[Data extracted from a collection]
● ● ● ● ●
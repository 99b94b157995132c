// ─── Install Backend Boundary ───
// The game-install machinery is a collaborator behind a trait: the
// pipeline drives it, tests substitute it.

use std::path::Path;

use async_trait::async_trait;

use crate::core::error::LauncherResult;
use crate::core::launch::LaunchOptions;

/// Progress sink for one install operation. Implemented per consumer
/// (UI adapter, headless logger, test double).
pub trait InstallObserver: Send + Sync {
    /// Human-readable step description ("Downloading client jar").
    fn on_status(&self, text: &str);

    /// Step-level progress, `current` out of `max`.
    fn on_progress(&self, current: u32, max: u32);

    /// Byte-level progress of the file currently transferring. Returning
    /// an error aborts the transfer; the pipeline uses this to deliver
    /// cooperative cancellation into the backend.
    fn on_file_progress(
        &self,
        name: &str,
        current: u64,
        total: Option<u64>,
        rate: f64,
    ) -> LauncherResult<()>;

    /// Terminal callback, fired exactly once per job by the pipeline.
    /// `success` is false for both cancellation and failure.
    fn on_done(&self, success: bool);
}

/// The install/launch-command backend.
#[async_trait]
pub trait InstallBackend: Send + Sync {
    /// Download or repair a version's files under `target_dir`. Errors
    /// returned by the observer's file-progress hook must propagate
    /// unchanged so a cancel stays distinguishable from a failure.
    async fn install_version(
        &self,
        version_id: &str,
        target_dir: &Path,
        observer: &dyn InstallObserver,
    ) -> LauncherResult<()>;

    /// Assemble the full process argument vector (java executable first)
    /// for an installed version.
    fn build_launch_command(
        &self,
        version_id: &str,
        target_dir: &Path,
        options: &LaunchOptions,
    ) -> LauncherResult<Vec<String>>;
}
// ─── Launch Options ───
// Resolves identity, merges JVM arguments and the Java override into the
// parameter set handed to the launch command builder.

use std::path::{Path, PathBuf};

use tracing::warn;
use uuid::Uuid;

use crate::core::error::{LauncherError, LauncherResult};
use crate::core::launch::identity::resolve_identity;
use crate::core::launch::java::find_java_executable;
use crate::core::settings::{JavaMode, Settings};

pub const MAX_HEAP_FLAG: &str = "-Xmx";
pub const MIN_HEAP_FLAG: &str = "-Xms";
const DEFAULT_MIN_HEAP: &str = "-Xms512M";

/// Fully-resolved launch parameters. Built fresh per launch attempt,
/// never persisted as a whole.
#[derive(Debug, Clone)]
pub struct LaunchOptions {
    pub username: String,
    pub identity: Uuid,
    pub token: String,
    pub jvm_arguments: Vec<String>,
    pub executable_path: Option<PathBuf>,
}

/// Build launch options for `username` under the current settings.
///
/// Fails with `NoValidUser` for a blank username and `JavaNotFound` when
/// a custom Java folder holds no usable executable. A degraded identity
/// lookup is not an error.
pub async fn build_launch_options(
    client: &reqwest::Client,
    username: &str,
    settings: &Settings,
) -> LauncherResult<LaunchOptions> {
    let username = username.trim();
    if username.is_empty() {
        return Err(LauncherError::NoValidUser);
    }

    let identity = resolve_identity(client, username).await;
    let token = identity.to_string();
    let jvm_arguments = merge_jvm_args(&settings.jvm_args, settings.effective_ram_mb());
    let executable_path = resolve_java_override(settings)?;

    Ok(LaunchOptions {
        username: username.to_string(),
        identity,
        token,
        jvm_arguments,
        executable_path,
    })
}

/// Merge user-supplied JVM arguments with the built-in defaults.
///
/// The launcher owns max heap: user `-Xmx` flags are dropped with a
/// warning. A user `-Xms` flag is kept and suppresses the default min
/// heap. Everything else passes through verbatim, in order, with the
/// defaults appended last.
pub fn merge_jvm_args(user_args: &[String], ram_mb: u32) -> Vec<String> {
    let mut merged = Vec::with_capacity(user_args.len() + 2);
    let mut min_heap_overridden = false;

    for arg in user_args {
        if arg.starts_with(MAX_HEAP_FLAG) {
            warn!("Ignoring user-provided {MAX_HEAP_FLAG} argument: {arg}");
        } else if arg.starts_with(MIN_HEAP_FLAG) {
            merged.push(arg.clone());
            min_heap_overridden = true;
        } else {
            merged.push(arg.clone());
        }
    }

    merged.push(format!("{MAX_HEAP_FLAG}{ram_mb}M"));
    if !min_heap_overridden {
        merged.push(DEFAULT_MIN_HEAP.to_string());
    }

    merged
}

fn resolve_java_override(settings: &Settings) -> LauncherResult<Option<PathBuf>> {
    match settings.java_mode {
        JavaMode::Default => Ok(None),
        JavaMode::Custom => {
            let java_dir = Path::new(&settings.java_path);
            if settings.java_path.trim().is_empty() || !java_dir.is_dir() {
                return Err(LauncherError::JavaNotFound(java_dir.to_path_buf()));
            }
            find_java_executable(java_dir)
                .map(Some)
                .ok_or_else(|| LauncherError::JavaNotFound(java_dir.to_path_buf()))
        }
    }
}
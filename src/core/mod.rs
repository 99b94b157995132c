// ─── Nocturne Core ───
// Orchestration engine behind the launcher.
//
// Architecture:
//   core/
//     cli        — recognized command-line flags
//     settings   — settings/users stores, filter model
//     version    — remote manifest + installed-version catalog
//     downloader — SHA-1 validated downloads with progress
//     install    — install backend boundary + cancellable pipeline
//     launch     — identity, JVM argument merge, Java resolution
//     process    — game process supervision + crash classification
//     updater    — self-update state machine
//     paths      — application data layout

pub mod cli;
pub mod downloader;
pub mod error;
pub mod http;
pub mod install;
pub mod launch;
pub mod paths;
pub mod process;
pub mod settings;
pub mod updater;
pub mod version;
● ● ● ● ●
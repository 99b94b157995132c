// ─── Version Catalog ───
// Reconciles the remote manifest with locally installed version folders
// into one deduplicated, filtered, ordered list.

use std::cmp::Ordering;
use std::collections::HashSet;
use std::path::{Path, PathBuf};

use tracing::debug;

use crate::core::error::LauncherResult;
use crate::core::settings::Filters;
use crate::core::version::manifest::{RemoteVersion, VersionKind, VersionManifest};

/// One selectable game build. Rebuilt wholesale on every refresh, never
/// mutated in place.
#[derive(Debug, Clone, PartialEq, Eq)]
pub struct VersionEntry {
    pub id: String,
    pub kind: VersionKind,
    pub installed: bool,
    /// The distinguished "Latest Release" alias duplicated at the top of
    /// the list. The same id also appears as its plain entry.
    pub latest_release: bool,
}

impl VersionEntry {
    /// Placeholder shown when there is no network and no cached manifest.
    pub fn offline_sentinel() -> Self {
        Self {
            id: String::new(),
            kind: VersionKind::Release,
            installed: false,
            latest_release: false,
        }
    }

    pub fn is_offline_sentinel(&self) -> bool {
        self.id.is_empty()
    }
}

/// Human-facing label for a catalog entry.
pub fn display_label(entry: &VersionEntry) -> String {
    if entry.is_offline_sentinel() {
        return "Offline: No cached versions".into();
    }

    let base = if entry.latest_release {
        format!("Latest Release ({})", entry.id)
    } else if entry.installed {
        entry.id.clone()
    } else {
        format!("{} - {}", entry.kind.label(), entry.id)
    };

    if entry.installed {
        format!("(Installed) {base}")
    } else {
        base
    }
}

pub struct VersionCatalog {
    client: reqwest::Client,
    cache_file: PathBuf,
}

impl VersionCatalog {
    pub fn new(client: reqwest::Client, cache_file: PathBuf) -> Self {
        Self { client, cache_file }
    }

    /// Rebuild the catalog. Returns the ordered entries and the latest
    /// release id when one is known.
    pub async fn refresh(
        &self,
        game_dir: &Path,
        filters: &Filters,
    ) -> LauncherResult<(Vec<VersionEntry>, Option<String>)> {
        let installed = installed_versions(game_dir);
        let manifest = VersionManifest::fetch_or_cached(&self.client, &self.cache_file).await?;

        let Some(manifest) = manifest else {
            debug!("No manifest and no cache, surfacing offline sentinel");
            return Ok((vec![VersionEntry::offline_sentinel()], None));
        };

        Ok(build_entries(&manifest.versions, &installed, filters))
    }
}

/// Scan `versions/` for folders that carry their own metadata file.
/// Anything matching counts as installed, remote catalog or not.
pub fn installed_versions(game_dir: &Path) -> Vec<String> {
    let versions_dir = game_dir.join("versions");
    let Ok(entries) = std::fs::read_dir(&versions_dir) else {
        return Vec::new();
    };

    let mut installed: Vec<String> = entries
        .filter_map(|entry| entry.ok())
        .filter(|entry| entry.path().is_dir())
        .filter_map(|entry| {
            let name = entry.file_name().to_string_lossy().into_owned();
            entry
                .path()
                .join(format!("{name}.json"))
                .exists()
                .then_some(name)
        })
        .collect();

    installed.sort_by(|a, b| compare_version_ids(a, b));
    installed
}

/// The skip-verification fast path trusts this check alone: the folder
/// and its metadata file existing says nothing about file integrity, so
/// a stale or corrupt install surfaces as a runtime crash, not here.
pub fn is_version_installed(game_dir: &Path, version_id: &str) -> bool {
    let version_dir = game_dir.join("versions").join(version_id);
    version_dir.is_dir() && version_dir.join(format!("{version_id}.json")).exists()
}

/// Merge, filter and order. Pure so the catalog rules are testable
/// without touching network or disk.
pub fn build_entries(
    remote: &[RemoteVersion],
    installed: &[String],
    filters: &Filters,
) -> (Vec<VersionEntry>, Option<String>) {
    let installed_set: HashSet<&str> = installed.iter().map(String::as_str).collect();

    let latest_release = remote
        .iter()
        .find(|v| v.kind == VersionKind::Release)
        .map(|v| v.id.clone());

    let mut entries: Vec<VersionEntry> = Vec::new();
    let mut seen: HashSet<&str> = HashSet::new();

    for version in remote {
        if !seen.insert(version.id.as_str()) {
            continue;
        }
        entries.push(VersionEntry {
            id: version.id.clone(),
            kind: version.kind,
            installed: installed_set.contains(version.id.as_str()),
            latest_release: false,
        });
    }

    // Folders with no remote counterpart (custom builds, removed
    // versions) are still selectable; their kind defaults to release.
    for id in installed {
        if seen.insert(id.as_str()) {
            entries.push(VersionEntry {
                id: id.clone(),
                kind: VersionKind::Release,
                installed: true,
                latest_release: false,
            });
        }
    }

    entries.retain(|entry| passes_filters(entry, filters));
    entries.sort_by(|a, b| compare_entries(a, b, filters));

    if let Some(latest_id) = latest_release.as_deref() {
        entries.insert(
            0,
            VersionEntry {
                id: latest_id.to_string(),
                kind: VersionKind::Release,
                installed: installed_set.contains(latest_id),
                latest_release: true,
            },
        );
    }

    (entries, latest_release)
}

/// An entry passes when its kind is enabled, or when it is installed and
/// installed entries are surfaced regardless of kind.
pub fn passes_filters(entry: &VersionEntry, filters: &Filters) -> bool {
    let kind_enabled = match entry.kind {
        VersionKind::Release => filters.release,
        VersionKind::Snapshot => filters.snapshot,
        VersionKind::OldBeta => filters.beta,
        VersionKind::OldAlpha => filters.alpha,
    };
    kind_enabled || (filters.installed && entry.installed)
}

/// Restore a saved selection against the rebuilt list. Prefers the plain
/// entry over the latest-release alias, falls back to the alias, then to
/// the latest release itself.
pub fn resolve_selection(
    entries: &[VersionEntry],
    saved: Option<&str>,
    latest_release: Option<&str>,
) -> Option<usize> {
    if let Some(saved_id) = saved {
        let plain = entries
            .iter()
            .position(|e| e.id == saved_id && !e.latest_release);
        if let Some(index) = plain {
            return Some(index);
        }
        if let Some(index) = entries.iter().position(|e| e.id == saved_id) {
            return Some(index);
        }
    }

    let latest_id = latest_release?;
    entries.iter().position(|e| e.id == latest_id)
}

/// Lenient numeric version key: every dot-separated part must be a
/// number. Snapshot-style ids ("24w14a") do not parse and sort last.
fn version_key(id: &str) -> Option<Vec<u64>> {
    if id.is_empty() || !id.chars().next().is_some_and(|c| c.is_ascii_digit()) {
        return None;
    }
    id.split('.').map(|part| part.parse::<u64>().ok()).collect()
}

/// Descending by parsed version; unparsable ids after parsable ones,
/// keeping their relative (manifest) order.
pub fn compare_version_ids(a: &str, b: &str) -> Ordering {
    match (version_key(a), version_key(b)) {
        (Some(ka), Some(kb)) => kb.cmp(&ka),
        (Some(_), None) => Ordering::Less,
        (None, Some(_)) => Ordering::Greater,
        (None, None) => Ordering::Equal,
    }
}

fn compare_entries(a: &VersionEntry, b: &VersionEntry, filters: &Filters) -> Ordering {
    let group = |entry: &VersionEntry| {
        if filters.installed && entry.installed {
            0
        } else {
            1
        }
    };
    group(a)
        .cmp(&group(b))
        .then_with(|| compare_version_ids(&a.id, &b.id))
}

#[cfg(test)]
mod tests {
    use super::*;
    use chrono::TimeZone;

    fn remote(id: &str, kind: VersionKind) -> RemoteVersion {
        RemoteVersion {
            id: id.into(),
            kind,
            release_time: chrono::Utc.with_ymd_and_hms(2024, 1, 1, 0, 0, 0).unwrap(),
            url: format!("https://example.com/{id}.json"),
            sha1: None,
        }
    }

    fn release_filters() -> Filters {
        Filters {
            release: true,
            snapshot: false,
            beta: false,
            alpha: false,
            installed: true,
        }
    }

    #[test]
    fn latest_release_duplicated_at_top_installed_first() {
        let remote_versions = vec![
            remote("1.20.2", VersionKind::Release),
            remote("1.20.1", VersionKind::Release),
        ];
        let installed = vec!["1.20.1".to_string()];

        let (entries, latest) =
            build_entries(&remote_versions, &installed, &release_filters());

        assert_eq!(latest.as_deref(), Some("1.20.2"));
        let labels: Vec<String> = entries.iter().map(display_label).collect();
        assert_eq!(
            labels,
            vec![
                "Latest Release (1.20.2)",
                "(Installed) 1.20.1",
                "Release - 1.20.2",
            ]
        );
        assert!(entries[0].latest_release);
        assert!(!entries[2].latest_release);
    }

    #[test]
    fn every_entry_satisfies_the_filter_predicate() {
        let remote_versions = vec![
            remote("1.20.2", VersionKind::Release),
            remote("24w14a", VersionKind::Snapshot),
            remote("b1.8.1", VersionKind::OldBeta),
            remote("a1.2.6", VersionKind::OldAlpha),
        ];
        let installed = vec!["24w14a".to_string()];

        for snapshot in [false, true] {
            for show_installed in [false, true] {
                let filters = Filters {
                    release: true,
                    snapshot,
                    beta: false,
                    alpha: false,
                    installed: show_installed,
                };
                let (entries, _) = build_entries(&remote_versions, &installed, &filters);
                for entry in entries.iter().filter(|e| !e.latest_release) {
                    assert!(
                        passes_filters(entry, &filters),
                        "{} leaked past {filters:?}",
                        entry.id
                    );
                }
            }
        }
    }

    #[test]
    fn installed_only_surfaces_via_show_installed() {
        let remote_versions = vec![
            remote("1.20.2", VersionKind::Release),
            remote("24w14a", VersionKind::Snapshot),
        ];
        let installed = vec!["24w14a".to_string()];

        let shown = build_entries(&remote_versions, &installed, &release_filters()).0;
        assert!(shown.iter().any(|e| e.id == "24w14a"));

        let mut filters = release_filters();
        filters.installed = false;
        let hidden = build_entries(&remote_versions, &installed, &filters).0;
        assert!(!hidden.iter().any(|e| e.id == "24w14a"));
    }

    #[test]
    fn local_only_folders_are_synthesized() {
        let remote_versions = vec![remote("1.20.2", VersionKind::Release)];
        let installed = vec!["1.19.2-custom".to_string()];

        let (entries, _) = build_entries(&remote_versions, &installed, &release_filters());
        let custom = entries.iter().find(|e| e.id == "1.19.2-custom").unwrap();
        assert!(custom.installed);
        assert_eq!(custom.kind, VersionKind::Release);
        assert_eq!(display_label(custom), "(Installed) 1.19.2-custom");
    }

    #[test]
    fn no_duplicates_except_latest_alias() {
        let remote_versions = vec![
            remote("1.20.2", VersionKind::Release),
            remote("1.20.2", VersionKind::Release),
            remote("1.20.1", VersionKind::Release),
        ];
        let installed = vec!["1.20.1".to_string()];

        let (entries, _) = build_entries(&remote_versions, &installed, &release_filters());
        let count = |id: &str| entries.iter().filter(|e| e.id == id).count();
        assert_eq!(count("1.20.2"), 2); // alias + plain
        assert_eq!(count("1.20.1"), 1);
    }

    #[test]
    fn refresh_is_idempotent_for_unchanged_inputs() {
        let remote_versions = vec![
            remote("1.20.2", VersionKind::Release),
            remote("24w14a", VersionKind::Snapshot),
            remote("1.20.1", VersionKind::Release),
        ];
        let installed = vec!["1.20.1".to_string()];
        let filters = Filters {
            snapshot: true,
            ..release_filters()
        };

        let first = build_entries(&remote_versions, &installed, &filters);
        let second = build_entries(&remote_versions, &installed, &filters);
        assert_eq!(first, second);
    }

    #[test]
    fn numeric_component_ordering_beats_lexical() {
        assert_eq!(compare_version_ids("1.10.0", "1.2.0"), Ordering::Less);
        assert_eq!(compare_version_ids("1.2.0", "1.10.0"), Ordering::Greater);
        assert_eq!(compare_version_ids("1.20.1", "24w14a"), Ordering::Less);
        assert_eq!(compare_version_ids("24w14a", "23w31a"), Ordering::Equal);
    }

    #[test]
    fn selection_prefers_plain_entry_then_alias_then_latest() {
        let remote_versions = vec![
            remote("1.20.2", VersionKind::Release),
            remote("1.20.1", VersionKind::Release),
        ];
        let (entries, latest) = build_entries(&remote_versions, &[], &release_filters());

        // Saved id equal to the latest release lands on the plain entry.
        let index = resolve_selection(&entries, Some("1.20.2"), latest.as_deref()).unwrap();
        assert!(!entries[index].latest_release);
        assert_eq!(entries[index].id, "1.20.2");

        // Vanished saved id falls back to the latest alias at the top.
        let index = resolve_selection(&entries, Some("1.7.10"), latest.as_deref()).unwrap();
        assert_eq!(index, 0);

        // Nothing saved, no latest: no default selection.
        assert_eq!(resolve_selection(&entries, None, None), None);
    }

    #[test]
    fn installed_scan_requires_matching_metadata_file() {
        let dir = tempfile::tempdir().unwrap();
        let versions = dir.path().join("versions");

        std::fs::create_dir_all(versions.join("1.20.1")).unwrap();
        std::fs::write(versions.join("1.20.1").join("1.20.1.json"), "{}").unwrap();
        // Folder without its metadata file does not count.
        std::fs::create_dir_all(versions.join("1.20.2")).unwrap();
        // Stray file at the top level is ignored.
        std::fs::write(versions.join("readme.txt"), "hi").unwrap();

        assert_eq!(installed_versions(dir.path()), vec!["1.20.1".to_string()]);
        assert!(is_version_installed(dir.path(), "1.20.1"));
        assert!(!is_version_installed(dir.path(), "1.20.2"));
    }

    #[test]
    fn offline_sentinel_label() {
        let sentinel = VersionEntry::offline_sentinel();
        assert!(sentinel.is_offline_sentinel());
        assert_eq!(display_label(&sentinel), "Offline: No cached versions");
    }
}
● ● ● ● ●
— WORK REQUIRED —
From the entries, report every line in which the string "ordered" occurs.

— SOLUTION TO THIS EXERCISE —
// into one deduplicated, filtered, ordered list.
    /// Rebuild the catalog. Returns the ordered entries and the latest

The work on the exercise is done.